# Use a LlamaIndex loader with Lilac

This notebook will show you how to load any LlamaIndex loader and load the data into Lilac.

LlamaIndex loaders [can be found on LlamaHub](https://llamahub.ai/).

In this example, we'll use the [ArxivReader loader from LlamaHub](https://llamahub.ai/l/papers-arxiv), and load arxiv papers into Lilac.


In [1]:
!pip install pypdf



In [2]:
from llama_index import download_loader

# See: https://llamahub.ai/l/papers-arxiv
ArxivReader = download_loader("ArxivReader")

loader = ArxivReader()
documents = loader.load_data(search_query='au:Karpathy')

In [2]:
import lilac as ll

# Set the project directory for Lilac.
ll.set_project_dir('./data')

  from .autonotebook import tqdm as notebook_tqdm


In [4]:
# This assumes you already have a lilac project set up.
# If you don't, use ll.init(project_dir='./data')
ll.create_dataset(
  config=ll.DatasetConfig(
    namespace='local',
    name='arxiv-karpathy',
    source=ll.LlamaIndexDocsSource(
      # documents comes from the loader.load_data call in the previous cell.
      documents=documents,)))

Reading from source llama_index_docs...: 100%|██████████| 107/107 [00:00<00:00, 10133.46it/s]


Executing:
SELECT COUNT() as count FROM t
Query took 0.001s.
Executing:

        SELECT avg(length(val))
        FROM (SELECT "doc_id" AS val FROM t) USING SAMPLE 1000;
      
Executing:

        SELECT avg(length(val))
        FROM (SELECT "text" AS val FROM t) USING SAMPLE 1000;
      
Executing:

        SELECT avg(length(val))
        FROM (SELECT "page_label" AS val FROM t) USING SAMPLE 1000;
      
Executing:

        SELECT avg(length(val))
        FROM (SELECT "file_name" AS val FROM t) USING SAMPLE 1000;
      
Executing:

        SELECT avg(length(val))
        FROM (SELECT "Title of this paper" AS val FROM t) USING SAMPLE 1000;
      
Executing:

        SELECT avg(length(val))
        FROM (SELECT "Authors" AS val FROM t) USING SAMPLE 1000;
      
Query took 0.001s.
Executing:

        SELECT avg(length(val))
        FROM (SELECT "Date published" AS val FROM t) USING SAMPLE 1000;
      
Executing:
SELECT count(val) FROM (SELECT "doc_id" as val FROM t)
Query took 0.001s.
Que

<lilac.data.dataset_duckdb.DatasetDuckDB at 0x2a843ff10>

In [3]:
# Print the first few rows:
dataset = ll.get_dataset('local', 'arxiv-karpathy')
for row in dataset.select_rows(['*'], limit=5):
  print(row)

Executing:
SELECT COUNT() as count FROM t
Query took 0.000s.
{'doc_id': 'd882b74b-1c27-4f44-aa5d-4e25683b9f5a', 'text': 'DenseCap: Fully Convolutional Localization Networks for Dense Captioning\nJustin Johnson∗Andrej Karpathy∗Li Fei-Fei\nDepartment of Computer Science, Stanford University\n{jcjohns, karpathy, feifeili }@cs.stanford.edu\nAbstract\nWe introduce the dense captioning task, which requires a\ncomputer vision system to both localize and describe salient\nregions in images in natural language.

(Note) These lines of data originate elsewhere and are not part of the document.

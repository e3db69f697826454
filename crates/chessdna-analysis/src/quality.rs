//! Move severity classification and accuracy scoring.

use serde::{Deserialize, Serialize};

/// Loss at or above which a move is a blunder.
pub const BLUNDER_CPL: i32 = 300;
/// Loss at or above which a move is a mistake.
pub const MISTAKE_CPL: i32 = 100;
/// Loss at or above which a move is an inaccuracy.
pub const INACCURACY_CPL: i32 = 50;

/// Severity label derived from centipawn loss.
#[derive(Debug, Clone, Copy, PartialEq, Eq, Hash, Default, Serialize, Deserialize)]
#[serde(rename_all = "lowercase")]
pub enum MoveLabel {
    /// Loss below 50 centipawns, or no evaluation available.
    #[default]
    Ok,
    /// 50 <= loss < 100
    Inaccuracy,
    /// 100 <= loss < 300
    Mistake,
    /// loss >= 300
    Blunder,
}

impl MoveLabel {
    /// Classify a centipawn loss. Each band includes its lower bound.
    pub fn from_cpl(cpl: i32) -> Self {
        if cpl >= BLUNDER_CPL {
            MoveLabel::Blunder
        } else if cpl >= MISTAKE_CPL {
            MoveLabel::Mistake
        } else if cpl >= INACCURACY_CPL {
            MoveLabel::Inaccuracy
        } else {
            MoveLabel::Ok
        }
    }
}

/// Centipawn loss of the played move against the best move, floored at zero.
pub fn centipawn_loss(best_cp: i32, played_cp: i32) -> i32 {
    best_cp.saturating_sub(played_cp).max(0)
}

/// Map a (possibly averaged) centipawn loss to a 0-100 accuracy score.
///
/// `103.1668 * e^(-0.04354 * cpl) - 3.1669`, clamped to `[0, 100]`. Negative
/// input is treated as zero loss.
pub fn accuracy_from_cpl(cpl: f64) -> f64 {
    let raw = 103.1668 * (-0.04354 * cpl.max(0.0)).exp() - 3.1669;
    raw.clamp(0.0, 100.0)
}

/// Counts of non-ok labels.
#[derive(Debug, Clone, Copy, Default, PartialEq, Eq, Serialize, Deserialize)]
pub struct LabelCounts {
    pub inaccuracy: u32,
    pub mistake: u32,
    pub blunder: u32,
}

impl LabelCounts {
    /// Tally one label.
    pub fn record(&mut self, label: MoveLabel) {
        match label {
            MoveLabel::Ok => {}
            MoveLabel::Inaccuracy => self.inaccuracy += 1,
            MoveLabel::Mistake => self.mistake += 1,
            MoveLabel::Blunder => self.blunder += 1,
        }
    }
}

impl FromIterator<MoveLabel> for LabelCounts {
    fn from_iter<I: IntoIterator<Item = MoveLabel>>(iter: I) -> Self {
        let mut counts = LabelCounts::default();
        for label in iter {
            counts.record(label);
        }
        counts
    }
}

#[cfg(test)]
mod tests {
    use super::*;
    use proptest::prelude::*;

    #[test]
    fn test_label_band_boundaries() {
        assert_eq!(MoveLabel::from_cpl(0), MoveLabel::Ok);
        assert_eq!(MoveLabel::from_cpl(49), MoveLabel::Ok);
        assert_eq!(MoveLabel::from_cpl(50), MoveLabel::Inaccuracy);
        assert_eq!(MoveLabel::from_cpl(99), MoveLabel::Inaccuracy);
        assert_eq!(MoveLabel::from_cpl(100), MoveLabel::Mistake);
        assert_eq!(MoveLabel::from_cpl(299), MoveLabel::Mistake);
        assert_eq!(MoveLabel::from_cpl(300), MoveLabel::Blunder);
        assert_eq!(MoveLabel::from_cpl(99_000), MoveLabel::Blunder);
    }

    #[test]
    fn test_label_default_is_ok() {
        assert_eq!(MoveLabel::default(), MoveLabel::Ok);
    }

    #[test]
    fn test_label_serializes_lowercase() {
        let json = serde_json::to_string(&MoveLabel::Inaccuracy).unwrap();
        assert_eq!(json, "\"inaccuracy\"");
        let back: MoveLabel = serde_json::from_str("\"blunder\"").unwrap();
        assert_eq!(back, MoveLabel::Blunder);
    }

    #[test]
    fn test_centipawn_loss_floors_at_zero() {
        assert_eq!(centipawn_loss(50, 20), 30);
        assert_eq!(centipawn_loss(20, 50), 0);
        assert_eq!(centipawn_loss(-99_000, 99_000), 0);
        assert_eq!(centipawn_loss(99_000, -99_000), 198_000);
    }

    #[test]
    fn test_accuracy_known_points() {
        assert!((accuracy_from_cpl(0.0) - 99.9999).abs() < 1e-9);
        assert_eq!(accuracy_from_cpl(10_000.0), 0.0);
        assert!((accuracy_from_cpl(-20.0) - accuracy_from_cpl(0.0)).abs() < f64::EPSILON);
        let at_fifty = accuracy_from_cpl(50.0);
        assert!(at_fifty > 8.0 && at_fifty < 9.0, "got {}", at_fifty);
    }

    #[test]
    fn test_label_counts_from_iter() {
        let counts: LabelCounts = [
            MoveLabel::Ok,
            MoveLabel::Blunder,
            MoveLabel::Mistake,
            MoveLabel::Blunder,
            MoveLabel::Inaccuracy,
        ]
        .into_iter()
        .collect();
        assert_eq!(
            counts,
            LabelCounts {
                inaccuracy: 1,
                mistake: 1,
                blunder: 2,
            }
        );
    }

    proptest! {
        #[test]
        fn label_matches_exactly_one_band(cpl in 0i32..2_000) {
            let bands = [
                (cpl < INACCURACY_CPL, MoveLabel::Ok),
                ((INACCURACY_CPL..MISTAKE_CPL).contains(&cpl), MoveLabel::Inaccuracy),
                ((MISTAKE_CPL..BLUNDER_CPL).contains(&cpl), MoveLabel::Mistake),
                (cpl >= BLUNDER_CPL, MoveLabel::Blunder),
            ];
            let matching: Vec<MoveLabel> = bands
                .iter()
                .filter(|(hit, _)| *hit)
                .map(|(_, l)| *l)
                .collect();
            prop_assert_eq!(matching.len(), 1);
            prop_assert_eq!(MoveLabel::from_cpl(cpl), matching[0]);
        }

        #[test]
        fn accuracy_is_bounded_and_non_increasing(a in 0.0f64..5_000.0, b in 0.0f64..5_000.0) {
            let (lo, hi) = if a <= b { (a, b) } else { (b, a) };
            let acc_lo = accuracy_from_cpl(lo);
            let acc_hi = accuracy_from_cpl(hi);
            prop_assert!((0.0..=100.0).contains(&acc_lo));
            prop_assert!((0.0..=100.0).contains(&acc_hi));
            prop_assert!(acc_hi <= acc_lo);
        }

        #[test]
        fn loss_is_never_negative(best in -100_000i32..100_000, played in -100_000i32..100_000) {
            let loss = centipawn_loss(best, played);
            prop_assert!(loss >= 0);
            prop_assert_eq!(loss, (best - played).max(0));
        }
    }
}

The dense caption-\ning task generalizes object detection when the descriptions\nconsist of a single word, and Image Captioning when one\npredicted region covers the full image. To address the local-\nization and description task jointly we propose a Fully Con-\nvolutional Localization Network (FCLN) architecture that\nprocesses an image with a single, efﬁcient forward pass, re-\nquires no external regions proposals, and can be trained\nend-to-end with a single round of optimization. The

In [None]:
# You can start a lilac server with:
ll.start_server(project_dir='./data')

INFO:     Started server process [2276]
INFO:     Waiting for application startup.
INFO:     Application startup complete.
INFO:     Uvicorn running on http://127.0.0.1:5432 (Press CTRL+C to quit)